[Input data — start]

use chrono::{DateTime, Utc};
use std::collections::HashSet;

use super::config::{self as defaults, ScoringConfig};
use super::curve::{recency, saturate, RecencyStep, Threshold};
use super::report::{Category, CategoryScore, MetricScore, ScoreReport};
use crate::github::types::{AccountData, AccountProfile, ActivityEvent, RepositorySummary};

const BASIC_FIELD_POINTS: f64 = 10.0;
const CONTACT_FIELD_POINTS: f64 = 15.0;
const TWITTER_POINTS: f64 = 15.0;
const FOLLOWERS_MAX: f64 = 15.0;

const BASIC_MAX: f64 = 40.0;
const CONTACT_MAX: f64 = 30.0;
const SOCIAL_MAX: f64 = 30.0;

const REPO_COUNT_MAX: f64 = 20.0;
const DOCUMENTATION_MAX: f64 = 25.0;
const LANGUAGES_MAX: f64 = 20.0;
const COMMUNITY_MAX: f64 = 20.0;
const MAINTENANCE_MAX: f64 = 15.0;

const EVENTS_MAX: f64 = 50.0;
const EVENT_TYPES_MAX: f64 = 30.0;
const RECENCY_MAX: f64 = 20.0;

const SECS_PER_DAY: u64 = 86_400;

/// Score an account.
///
/// Pure: the same data, config and `now` always produce the same report.
/// Curves missing from `config` use the built-in defaults.
pub fn calculate_report(data: &AccountData, config: &ScoringConfig, now: DateTime<Utc>) -> ScoreReport {
    ScoreReport::new(
        score_profile(&data.profile, config),
        score_repositories(&data.repositories, config, now),
        score_activity(&data.events, config, now),
    )
}

fn curve_or(curve: &Option<Vec<Threshold>>, fallback: fn() -> Vec<Threshold>) -> Vec<Threshold> {
    curve.clone().unwrap_or_else(fallback)
}

/// Names of the fields in `fields` that are set, and of those that are not
fn split_present<'a>(fields: &[(&'a str, &Option<String>)]) -> (Vec<&'a str>, Vec<&'a str>) {
    let (present, missing): (Vec<(&'a str, &Option<String>)>, Vec<_>) =
        fields.iter().partition(|(_, value)| value.is_some());
    (
        present.into_iter().map(|(name, _)| name).collect(),
        missing.into_iter().map(|(name, _)| name).collect(),
    )
}

fn presence_detail(present: &[&str], missing: &[&str]) -> String {
    match (present.is_empty(), missing.is_empty()) {
        (false, true) => format!("{} provided", present.join(", ")),
        (true, false) => format!("{} missing", missing.join(", ")),
        (false, false) => format!("{} provided; {} missing", present.join(", "), missing.join(", ")),
        (true, true) => String::new(),
    }
}

pub fn score_profile(profile: &AccountProfile, config: &ScoringConfig) -> CategoryScore {
    let (present, missing) = split_present(&[
        ("name", &profile.name),
        ("bio", &profile.bio),
        ("location", &profile.location),
        ("company", &profile.company),
    ]);
    let basic = MetricScore::new(
        "basic_info",
        present.len() as f64 * BASIC_FIELD_POINTS,
        BASIC_MAX,
        presence_detail(&present, &missing),
    );

    let (present, missing) = split_present(&[("email", &profile.email), ("website", &profile.blog)]);
    let contact = MetricScore::new(
        "contact",
        present.len() as f64 * CONTACT_FIELD_POINTS,
        CONTACT_MAX,
        presence_detail(&present, &missing),
    );

    let twitter = if profile.twitter.is_some() { TWITTER_POINTS } else { 0.0 };
    let followers = saturate(
        profile.followers,
        &curve_or(&config.followers, defaults::default_followers),
        FOLLOWERS_MAX,
    );
    let social = MetricScore::new(
        "social",
        twitter + followers,
        SOCIAL_MAX,
        format!(
            "twitter {}, {} followers",
            if profile.twitter.is_some() { "linked" } else { "not linked" },
            profile.followers
        ),
    );

    CategoryScore::new(Category::Profile, vec![basic, contact, social])
}

pub fn score_repositories(
    repos: &[RepositorySummary],
    config: &ScoringConfig,
    now: DateTime<Utc>,
) -> CategoryScore {
    let total = repos.len();

    let count = MetricScore::new(
        "repository_count",
        saturate(total as u64, &curve_or(&config.repositories, defaults::default_repositories), REPO_COUNT_MAX),
        REPO_COUNT_MAX,
        format!("{} repositories", total),
    );

    let described = repos.iter().filter(|r| r.is_described()).count();
    let documentation = if total == 0 {
        MetricScore::new("documentation", 0.0, DOCUMENTATION_MAX, "no repositories")
    } else {
        let fraction = described as f64 / total as f64;
        MetricScore::new(
            "documentation",
            DOCUMENTATION_MAX * fraction,
            DOCUMENTATION_MAX,
            format!("{} of {} described ({:.1}%)", described, total, fraction * 100.0),
        )
    };

    let languages: HashSet<&str> = repos.iter().filter_map(|r| r.language.as_deref()).collect();
    let language_diversity = MetricScore::new(
        "language_diversity",
        saturate(languages.len() as u64, &curve_or(&config.languages, defaults::default_languages), LANGUAGES_MAX),
        LANGUAGES_MAX,
        format!("{} languages", languages.len()),
    );

    let stars: u64 = repos.iter().map(|r| r.stars).sum();
    let forks: u64 = repos.iter().map(|r| r.forks).sum();
    let community = MetricScore::new(
        "community",
        saturate(
            stars.saturating_add(forks),
            &curve_or(&config.community, defaults::default_community),
            COMMUNITY_MAX,
        ),
        COMMUNITY_MAX,
        format!("{} stars, {} forks", stars, forks),
    );

    let window = maintenance_window(config);
    let recent = match maintenance_cutoff(window, now) {
        Some(since) => repos.iter().filter(|r| r.pushed_since(since)).count(),
        None => repos.iter().filter(|r| r.pushed_at.is_some()).count(),
    };
    let maintenance = MetricScore::new(
        "maintenance",
        saturate(recent as u64, &curve_or(&config.maintenance, defaults::default_maintenance), MAINTENANCE_MAX),
        MAINTENANCE_MAX,
        format!("{} pushed in the last {} days", recent, window.as_secs() / SECS_PER_DAY),
    );

    CategoryScore::new(
        Category::Repositories,
        vec![count, documentation, language_diversity, community, maintenance],
    )
}

fn maintenance_window(config: &ScoringConfig) -> std::time::Duration {
    config
        .maintenance_window
        .as_deref()
        .unwrap_or(defaults::DEFAULT_MAINTENANCE_WINDOW)
        .trim()
        .parse::<humantime::Duration>()
        .map(Into::into)
        .unwrap_or(std::time::Duration::from_secs(180 * SECS_PER_DAY))
}

/// Oldest push that still counts as maintained. `None` when the window
/// reaches past the earliest representable date, so every push counts.
fn maintenance_cutoff(window: std::time::Duration, now: DateTime<Utc>) -> Option<DateTime<Utc>> {
    chrono::Duration::from_std(window)
        .ok()
        .and_then(|window| now.checked_sub_signed(window))
}

pub fn score_activity(events: &[ActivityEvent], config: &ScoringConfig, now: DateTime<Utc>) -> CategoryScore {
    let recent_activity = MetricScore::new(
        "recent_activity",
        saturate(events.len() as u64, &curve_or(&config.events, defaults::default_events), EVENTS_MAX),
        EVENTS_MAX,
        format!("{} recent events", events.len()),
    );

    let kinds: HashSet<&str> = events.iter().map(|e| e.kind.as_str()).collect();
    let event_diversity = MetricScore::new(
        "event_diversity",
        saturate(kinds.len() as u64, &curve_or(&config.event_types, defaults::default_event_types), EVENT_TYPES_MAX),
        EVENT_TYPES_MAX,
        format!("{} event types", kinds.len()),
    );

    // Don't trust upstream ordering; take the newest timestamp
    let consistency = match events.iter().map(|e| e.created_at).max() {
        Some(latest) => {
            let age = (now - latest).max(chrono::Duration::zero());
            let steps: Vec<RecencyStep> = config.recency.clone().unwrap_or_else(defaults::default_recency);
            MetricScore::new(
                "consistency",
                recency(age.to_std().unwrap_or_default(), &steps, RECENCY_MAX),
                RECENCY_MAX,
                format!("last activity {} days ago", age.num_days()),
            )
        }
        None => MetricScore::new("consistency", 0.0, RECENCY_MAX, "no recent activity"),
    };

    CategoryScore::new(Category::Activity, vec![recent_activity, event_diversity, consistency])
}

[Input data — finish]

__The problem__.
From the first line of the records through the line with "const BASIC_MAX: f64 = 40.0;", retype everything word for word, including both ends.

__Answer area__.
use chrono::{DateTime, Utc};
use std::collections::HashSet;

use super::config::{self as defaults, ScoringConfig};
use super::curve::{recency, saturate, RecencyStep, Threshold};
use super::report::{Category, CategoryScore, MetricScore, ScoreReport};
use crate::github::types::{AccountData, AccountProfile, ActivityEvent, RepositorySummary};

const BASIC_FIELD_POINTS: f64 = 10.0;
const CONTACT_FIELD_POINTS: f64 = 15.0;
const TWITTER_POINTS: f64 = 15.0;
const FOLLOWERS_MAX: f64 = 15.0;

const BASIC_MAX: f64 = 40.0;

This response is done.